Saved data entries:

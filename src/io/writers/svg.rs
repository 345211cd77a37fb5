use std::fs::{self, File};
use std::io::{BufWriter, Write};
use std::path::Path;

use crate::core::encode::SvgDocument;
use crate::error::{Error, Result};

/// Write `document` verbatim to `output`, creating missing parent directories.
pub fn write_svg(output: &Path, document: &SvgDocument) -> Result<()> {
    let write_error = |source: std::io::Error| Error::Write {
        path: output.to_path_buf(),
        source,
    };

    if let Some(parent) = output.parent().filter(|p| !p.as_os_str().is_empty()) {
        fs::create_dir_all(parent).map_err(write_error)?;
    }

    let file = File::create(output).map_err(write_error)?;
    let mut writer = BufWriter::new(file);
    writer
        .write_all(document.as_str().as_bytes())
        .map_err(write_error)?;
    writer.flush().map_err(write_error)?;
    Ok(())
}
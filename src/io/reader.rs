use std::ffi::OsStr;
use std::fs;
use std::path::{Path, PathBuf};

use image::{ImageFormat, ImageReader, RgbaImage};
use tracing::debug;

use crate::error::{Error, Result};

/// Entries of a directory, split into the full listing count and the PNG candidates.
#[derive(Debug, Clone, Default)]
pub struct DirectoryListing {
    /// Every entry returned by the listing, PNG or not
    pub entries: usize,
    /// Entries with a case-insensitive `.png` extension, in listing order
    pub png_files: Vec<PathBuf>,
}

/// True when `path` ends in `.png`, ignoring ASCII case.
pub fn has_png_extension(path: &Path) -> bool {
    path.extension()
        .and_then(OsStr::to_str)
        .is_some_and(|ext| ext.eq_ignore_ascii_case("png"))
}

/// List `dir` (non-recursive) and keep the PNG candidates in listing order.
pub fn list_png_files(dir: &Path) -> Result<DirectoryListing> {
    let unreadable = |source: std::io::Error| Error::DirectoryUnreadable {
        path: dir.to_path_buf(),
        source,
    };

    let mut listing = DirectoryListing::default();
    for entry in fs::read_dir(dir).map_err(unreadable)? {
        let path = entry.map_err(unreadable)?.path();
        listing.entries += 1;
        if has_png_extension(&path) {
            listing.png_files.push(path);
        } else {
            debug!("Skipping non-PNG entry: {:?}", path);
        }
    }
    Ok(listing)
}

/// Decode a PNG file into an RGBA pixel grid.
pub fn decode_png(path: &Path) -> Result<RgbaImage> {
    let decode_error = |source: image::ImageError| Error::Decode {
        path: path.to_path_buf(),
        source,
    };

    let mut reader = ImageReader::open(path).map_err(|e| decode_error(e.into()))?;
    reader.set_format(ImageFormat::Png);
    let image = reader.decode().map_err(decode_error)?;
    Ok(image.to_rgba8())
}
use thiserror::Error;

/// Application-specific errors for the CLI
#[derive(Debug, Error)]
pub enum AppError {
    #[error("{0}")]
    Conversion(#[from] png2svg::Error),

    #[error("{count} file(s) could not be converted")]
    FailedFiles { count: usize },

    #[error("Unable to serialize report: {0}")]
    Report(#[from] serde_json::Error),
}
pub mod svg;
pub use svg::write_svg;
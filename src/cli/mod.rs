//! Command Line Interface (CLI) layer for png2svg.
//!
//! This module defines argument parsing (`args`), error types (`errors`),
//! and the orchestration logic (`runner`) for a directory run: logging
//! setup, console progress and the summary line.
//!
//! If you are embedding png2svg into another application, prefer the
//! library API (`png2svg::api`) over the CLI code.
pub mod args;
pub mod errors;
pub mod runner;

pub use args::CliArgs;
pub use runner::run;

### DESCRIPTION OF THE TASK
Each line of the records that holds the word "order" should be copied out.

### RESPONSE
    /// Entries with a case-insensitive `.png` extension, in listing order
/// List `dir` (non-recursive) and keep the PNG candidates in listing order.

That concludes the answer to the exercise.